(TASK INPUT):

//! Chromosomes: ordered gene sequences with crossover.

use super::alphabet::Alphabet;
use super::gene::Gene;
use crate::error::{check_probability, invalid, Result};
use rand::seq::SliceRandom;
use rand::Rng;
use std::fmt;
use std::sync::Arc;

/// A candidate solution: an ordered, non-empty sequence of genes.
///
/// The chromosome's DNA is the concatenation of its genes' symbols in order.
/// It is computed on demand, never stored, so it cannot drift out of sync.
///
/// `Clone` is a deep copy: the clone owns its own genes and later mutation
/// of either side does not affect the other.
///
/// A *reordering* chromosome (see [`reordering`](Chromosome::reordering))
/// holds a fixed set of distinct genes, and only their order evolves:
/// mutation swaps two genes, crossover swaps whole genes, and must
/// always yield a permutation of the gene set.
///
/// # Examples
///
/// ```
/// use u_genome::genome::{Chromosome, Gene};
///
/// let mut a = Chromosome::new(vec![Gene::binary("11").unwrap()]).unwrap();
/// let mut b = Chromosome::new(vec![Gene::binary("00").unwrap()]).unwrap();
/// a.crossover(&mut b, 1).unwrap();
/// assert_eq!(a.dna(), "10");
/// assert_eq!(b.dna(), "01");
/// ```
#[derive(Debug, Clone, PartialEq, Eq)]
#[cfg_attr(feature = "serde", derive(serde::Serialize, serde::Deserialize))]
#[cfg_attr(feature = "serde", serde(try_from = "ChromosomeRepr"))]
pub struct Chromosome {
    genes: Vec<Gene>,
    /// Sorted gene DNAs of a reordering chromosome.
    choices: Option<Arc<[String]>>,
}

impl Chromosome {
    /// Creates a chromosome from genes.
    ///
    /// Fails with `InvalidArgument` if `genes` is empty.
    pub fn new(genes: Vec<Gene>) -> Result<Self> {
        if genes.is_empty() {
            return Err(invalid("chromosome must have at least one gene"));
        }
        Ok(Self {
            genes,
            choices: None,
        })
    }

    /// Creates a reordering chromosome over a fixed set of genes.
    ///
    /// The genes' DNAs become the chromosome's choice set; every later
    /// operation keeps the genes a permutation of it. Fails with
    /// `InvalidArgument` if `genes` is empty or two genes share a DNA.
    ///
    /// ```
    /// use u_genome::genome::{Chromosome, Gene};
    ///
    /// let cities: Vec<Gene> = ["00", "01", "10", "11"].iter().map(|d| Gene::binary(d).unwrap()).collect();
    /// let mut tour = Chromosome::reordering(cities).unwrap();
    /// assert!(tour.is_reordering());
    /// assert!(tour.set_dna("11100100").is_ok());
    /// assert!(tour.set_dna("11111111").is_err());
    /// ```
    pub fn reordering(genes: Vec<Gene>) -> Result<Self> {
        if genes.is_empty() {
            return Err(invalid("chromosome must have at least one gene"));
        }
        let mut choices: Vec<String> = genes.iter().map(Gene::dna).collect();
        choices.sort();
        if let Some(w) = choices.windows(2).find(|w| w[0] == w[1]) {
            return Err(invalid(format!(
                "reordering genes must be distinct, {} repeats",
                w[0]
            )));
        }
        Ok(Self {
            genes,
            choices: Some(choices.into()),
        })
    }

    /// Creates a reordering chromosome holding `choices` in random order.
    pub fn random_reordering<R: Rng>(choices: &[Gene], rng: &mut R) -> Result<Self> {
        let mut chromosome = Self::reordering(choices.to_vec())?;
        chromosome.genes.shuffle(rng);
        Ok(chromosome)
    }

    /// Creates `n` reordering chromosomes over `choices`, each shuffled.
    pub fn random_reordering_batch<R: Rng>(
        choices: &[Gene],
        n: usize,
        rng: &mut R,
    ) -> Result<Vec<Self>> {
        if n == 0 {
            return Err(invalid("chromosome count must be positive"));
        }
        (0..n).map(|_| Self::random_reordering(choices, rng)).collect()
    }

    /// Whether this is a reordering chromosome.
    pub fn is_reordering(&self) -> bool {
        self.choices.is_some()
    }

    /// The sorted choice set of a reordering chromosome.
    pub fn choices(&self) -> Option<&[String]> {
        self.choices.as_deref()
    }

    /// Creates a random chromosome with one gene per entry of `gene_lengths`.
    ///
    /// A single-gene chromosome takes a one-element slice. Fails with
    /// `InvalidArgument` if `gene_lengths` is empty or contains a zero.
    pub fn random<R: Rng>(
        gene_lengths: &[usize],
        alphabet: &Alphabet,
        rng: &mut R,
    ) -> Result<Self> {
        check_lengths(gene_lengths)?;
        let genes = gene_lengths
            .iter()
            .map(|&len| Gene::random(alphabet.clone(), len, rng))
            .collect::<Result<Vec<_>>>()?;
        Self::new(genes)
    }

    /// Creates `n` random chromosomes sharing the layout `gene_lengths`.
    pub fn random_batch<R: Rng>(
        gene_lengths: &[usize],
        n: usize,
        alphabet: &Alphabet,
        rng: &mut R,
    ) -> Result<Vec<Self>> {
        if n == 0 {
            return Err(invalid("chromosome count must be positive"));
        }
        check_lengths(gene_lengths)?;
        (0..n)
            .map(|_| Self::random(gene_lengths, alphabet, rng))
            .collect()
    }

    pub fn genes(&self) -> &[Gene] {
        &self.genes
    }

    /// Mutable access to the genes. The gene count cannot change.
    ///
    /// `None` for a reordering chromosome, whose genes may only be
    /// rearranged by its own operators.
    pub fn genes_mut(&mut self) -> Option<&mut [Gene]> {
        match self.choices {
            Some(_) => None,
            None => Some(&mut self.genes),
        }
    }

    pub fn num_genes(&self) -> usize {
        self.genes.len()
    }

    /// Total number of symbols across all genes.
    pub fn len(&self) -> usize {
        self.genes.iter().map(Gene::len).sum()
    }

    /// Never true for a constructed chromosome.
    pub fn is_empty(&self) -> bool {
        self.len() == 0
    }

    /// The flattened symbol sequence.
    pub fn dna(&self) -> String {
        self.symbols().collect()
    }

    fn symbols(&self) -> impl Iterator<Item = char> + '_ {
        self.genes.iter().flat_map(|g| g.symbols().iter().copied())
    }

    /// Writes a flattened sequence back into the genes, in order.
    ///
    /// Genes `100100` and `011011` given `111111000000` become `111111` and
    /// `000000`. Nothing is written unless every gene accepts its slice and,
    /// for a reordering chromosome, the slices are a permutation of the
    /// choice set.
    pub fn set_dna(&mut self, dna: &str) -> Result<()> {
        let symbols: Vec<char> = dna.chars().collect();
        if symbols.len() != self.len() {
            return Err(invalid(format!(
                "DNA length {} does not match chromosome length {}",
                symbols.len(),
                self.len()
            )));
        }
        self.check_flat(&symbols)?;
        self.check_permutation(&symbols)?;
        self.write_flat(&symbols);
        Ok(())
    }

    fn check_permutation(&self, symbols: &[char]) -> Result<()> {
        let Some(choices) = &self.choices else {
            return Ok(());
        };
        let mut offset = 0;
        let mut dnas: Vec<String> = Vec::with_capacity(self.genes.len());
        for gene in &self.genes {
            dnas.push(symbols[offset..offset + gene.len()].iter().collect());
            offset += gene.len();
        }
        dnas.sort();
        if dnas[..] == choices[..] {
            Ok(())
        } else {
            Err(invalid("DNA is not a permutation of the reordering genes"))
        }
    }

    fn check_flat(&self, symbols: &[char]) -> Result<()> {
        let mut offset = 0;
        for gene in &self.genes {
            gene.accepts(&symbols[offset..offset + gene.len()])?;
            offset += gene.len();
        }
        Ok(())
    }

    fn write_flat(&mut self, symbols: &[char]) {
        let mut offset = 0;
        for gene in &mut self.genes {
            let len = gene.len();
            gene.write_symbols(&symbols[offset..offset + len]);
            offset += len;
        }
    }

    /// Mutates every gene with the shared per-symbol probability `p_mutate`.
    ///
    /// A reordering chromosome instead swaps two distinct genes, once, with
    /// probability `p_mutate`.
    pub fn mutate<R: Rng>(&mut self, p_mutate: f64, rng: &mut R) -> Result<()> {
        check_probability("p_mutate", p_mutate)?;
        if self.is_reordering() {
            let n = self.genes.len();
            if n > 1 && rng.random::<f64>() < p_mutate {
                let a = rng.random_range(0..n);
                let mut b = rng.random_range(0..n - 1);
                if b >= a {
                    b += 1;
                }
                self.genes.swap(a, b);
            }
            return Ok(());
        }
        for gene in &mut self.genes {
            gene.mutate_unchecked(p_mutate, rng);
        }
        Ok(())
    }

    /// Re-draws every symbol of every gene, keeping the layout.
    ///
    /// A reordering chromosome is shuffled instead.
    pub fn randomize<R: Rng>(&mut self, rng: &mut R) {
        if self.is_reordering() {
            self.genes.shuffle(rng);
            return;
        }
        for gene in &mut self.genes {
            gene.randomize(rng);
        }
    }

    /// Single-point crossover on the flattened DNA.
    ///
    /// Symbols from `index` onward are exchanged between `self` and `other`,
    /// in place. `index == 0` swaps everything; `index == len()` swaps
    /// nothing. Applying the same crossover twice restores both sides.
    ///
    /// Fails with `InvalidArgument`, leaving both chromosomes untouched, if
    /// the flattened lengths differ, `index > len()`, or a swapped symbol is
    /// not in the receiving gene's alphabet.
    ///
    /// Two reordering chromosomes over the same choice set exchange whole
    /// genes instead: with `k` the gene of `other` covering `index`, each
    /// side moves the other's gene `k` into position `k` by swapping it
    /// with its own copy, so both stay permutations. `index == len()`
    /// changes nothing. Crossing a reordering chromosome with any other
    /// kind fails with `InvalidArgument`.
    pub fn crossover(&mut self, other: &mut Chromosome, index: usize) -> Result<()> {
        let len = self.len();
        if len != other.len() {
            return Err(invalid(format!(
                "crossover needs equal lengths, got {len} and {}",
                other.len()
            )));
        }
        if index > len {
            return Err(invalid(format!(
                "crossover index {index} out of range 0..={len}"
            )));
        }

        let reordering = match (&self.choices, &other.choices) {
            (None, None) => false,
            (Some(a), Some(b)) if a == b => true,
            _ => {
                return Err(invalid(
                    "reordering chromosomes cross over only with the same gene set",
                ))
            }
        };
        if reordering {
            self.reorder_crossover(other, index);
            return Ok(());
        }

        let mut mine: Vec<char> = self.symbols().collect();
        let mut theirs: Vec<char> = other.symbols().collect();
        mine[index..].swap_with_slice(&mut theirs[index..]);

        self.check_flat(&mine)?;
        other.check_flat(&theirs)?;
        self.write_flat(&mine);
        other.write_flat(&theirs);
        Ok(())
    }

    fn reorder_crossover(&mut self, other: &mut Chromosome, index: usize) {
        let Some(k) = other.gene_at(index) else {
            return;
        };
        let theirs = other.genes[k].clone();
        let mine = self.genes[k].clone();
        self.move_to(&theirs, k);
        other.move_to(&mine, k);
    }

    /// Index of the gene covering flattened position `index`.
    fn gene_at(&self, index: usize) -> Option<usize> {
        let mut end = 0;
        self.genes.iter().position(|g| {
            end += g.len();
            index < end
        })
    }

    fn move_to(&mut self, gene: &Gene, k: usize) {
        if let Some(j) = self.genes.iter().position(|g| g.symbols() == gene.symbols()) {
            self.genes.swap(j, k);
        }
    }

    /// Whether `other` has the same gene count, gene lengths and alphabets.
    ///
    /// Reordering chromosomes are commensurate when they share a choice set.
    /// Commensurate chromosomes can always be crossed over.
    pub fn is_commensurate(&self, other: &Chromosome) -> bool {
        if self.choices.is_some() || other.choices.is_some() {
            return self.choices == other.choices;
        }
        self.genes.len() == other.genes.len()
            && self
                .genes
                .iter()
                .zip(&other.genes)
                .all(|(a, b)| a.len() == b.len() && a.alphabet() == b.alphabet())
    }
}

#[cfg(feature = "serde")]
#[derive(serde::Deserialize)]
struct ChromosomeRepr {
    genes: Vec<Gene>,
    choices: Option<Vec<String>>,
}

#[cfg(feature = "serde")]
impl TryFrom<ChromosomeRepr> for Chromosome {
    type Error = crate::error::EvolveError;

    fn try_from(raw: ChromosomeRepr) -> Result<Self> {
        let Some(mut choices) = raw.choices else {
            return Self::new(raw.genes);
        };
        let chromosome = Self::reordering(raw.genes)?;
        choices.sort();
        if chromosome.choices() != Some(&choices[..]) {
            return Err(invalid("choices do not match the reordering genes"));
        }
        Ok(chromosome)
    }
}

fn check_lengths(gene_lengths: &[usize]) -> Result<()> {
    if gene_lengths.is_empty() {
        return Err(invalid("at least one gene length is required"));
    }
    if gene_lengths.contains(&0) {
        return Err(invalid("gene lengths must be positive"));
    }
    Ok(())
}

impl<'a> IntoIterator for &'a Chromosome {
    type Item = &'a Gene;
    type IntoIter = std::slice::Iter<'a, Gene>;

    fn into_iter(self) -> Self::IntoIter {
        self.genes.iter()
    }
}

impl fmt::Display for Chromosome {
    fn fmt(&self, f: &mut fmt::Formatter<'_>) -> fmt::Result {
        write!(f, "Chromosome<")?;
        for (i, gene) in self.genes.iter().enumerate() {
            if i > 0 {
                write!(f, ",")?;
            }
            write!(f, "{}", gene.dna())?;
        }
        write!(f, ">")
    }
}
...
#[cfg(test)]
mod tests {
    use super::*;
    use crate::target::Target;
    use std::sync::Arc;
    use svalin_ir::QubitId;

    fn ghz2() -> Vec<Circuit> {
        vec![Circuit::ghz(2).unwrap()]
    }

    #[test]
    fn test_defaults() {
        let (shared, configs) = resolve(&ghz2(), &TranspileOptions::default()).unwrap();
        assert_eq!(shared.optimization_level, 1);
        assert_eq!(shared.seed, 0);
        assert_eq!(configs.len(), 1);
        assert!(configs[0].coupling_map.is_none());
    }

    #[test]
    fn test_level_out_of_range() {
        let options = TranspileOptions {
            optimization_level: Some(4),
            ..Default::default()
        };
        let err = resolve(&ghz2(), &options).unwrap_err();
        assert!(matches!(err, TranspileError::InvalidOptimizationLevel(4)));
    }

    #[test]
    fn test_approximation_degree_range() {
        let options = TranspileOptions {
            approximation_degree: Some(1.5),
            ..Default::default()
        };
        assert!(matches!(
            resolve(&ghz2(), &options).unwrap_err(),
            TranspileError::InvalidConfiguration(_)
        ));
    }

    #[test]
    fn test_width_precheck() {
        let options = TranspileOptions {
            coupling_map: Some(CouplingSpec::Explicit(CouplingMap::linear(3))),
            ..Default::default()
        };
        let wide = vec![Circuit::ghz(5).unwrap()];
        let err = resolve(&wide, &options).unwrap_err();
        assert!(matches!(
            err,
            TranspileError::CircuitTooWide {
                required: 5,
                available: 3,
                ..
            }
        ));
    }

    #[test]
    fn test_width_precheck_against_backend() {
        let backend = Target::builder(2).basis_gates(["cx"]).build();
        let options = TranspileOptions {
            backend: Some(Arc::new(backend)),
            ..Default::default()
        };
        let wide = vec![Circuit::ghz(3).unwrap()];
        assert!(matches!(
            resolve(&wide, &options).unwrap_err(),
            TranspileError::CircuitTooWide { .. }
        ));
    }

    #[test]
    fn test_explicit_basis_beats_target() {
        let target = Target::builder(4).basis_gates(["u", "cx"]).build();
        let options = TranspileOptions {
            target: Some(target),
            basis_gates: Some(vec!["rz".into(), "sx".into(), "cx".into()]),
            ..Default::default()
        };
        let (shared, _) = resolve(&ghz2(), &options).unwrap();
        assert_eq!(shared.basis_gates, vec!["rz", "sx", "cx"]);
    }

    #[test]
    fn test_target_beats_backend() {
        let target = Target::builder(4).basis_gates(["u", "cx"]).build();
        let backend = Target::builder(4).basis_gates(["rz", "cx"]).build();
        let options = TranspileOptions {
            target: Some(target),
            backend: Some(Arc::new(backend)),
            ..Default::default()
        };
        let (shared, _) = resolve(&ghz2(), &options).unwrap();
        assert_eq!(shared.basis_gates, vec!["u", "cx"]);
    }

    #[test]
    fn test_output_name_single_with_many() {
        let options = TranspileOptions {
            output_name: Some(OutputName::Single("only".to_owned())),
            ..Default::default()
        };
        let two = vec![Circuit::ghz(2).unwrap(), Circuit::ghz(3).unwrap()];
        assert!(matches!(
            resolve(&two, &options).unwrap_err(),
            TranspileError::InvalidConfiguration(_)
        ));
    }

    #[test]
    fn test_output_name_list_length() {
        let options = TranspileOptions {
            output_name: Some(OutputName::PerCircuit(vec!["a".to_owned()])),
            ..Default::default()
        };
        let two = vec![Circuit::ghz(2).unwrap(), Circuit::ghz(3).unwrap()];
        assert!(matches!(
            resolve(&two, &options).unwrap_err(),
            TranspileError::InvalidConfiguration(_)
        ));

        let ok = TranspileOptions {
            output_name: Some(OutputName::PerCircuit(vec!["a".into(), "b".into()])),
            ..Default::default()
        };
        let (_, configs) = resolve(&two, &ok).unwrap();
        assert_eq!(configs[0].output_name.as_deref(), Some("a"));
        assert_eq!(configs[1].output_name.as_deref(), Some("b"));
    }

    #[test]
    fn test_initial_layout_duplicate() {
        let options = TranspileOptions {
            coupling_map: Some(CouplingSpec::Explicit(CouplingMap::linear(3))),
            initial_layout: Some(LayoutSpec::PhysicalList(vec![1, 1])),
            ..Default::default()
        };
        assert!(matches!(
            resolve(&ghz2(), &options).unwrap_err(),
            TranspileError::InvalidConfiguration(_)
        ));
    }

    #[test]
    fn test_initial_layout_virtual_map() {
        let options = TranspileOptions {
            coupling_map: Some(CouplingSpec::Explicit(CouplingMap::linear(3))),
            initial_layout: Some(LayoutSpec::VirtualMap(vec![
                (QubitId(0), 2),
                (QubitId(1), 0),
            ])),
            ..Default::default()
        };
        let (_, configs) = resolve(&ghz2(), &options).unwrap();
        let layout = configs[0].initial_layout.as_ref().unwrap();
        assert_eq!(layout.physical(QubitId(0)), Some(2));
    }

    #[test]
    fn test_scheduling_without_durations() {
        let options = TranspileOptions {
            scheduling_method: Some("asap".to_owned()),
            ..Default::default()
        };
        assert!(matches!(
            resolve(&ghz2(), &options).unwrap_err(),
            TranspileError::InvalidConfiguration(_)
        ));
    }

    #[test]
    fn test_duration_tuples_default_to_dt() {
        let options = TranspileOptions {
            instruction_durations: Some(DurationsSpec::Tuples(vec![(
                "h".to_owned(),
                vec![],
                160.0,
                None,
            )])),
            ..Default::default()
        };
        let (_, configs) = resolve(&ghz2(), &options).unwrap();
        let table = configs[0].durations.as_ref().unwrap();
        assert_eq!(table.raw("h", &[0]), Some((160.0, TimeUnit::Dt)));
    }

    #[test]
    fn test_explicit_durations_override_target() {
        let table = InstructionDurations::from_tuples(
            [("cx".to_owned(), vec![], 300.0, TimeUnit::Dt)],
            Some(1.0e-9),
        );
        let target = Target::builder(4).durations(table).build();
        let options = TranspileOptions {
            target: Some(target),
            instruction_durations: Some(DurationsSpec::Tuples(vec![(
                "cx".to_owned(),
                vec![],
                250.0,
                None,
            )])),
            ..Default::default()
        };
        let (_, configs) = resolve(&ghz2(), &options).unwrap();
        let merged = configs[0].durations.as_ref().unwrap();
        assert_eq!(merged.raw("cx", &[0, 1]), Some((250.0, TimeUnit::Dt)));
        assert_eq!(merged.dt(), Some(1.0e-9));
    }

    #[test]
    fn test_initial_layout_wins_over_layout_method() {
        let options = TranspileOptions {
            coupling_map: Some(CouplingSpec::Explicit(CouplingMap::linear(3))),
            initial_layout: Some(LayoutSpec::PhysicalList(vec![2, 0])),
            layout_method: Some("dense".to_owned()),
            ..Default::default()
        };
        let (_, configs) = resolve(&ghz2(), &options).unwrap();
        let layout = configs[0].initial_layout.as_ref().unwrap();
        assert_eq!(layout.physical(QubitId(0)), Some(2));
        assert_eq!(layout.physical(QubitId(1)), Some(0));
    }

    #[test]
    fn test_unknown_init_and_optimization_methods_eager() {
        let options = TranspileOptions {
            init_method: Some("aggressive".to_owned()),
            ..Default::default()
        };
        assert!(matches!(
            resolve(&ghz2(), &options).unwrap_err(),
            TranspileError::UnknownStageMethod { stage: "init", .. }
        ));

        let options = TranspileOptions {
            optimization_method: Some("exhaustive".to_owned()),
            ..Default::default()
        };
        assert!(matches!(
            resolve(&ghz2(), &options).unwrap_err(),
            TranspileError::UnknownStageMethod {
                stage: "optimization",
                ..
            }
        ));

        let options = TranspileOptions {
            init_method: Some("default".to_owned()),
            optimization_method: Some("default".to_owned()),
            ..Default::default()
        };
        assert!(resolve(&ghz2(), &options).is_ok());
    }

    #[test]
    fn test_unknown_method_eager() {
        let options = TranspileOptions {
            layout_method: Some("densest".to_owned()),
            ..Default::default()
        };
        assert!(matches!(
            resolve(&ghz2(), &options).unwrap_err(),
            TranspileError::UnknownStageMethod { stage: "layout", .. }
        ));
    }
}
--
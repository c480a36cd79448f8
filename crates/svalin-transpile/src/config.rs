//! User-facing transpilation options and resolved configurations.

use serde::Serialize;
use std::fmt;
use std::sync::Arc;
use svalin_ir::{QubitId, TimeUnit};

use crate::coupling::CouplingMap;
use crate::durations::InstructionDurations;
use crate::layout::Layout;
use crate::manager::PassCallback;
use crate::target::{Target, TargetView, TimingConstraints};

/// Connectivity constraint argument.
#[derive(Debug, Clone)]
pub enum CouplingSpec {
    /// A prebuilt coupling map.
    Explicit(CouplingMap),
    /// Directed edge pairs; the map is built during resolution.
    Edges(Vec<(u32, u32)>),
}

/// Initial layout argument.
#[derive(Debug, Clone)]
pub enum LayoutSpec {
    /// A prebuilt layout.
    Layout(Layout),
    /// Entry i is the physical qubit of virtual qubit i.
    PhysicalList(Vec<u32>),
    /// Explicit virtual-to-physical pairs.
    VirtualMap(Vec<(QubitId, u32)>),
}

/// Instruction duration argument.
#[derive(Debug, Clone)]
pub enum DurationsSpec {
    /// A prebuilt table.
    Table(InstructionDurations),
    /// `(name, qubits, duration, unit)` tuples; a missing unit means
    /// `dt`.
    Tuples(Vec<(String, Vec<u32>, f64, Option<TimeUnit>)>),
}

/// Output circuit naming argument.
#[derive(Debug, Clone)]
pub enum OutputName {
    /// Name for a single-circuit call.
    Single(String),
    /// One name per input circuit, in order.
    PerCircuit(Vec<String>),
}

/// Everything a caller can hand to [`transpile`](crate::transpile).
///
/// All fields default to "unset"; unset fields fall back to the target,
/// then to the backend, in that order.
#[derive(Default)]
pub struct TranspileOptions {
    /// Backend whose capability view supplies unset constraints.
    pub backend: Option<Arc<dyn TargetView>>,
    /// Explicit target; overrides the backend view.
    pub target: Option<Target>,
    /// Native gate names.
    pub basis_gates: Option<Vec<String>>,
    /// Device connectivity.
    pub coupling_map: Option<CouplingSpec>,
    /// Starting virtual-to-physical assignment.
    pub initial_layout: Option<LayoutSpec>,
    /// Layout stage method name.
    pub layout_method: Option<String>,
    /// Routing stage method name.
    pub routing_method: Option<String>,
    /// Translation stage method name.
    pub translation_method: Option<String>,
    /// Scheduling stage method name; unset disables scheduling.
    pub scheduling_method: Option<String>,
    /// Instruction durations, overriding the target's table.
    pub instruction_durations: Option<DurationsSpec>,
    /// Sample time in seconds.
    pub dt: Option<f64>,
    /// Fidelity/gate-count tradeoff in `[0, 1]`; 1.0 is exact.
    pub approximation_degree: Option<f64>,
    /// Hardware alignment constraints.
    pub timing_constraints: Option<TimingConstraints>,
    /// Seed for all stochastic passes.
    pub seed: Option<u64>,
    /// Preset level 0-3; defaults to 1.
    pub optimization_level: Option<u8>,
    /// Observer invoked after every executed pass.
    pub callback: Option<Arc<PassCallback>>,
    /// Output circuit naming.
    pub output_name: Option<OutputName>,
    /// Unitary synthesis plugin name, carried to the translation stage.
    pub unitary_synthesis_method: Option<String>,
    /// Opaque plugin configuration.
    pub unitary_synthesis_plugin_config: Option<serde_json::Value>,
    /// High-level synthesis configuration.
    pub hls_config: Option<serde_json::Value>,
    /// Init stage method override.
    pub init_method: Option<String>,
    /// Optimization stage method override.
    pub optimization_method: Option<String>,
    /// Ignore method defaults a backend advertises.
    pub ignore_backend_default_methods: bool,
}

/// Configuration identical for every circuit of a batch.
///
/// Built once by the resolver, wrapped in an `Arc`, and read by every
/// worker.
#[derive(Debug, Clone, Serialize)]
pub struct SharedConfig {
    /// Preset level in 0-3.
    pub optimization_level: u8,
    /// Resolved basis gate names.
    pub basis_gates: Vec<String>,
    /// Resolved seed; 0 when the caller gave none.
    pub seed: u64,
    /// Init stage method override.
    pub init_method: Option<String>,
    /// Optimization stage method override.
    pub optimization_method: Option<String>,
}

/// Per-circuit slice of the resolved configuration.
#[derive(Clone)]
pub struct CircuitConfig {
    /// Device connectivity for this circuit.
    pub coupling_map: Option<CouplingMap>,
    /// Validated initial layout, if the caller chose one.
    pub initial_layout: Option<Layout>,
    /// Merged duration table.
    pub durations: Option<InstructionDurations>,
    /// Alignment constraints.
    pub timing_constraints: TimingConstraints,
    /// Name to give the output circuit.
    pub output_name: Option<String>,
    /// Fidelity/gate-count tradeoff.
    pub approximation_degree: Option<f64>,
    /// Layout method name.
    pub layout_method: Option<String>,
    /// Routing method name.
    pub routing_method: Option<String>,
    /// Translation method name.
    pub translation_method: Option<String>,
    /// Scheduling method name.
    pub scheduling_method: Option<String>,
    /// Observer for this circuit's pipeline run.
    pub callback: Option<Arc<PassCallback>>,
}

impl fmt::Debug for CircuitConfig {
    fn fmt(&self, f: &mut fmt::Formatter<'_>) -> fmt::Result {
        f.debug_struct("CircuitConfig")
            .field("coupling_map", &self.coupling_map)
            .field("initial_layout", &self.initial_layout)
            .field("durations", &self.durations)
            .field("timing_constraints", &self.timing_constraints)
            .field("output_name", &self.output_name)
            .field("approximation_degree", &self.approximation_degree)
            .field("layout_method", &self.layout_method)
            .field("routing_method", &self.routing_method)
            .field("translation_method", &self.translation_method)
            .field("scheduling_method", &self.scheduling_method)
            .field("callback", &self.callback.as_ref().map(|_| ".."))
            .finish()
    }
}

(TASK TO COMPLETE): In the records above, find each line with the word "CircuitConfig" and copy it.

(RESULT):
pub struct CircuitConfig {
impl fmt::Debug for CircuitConfig {
        f.debug_struct("CircuitConfig")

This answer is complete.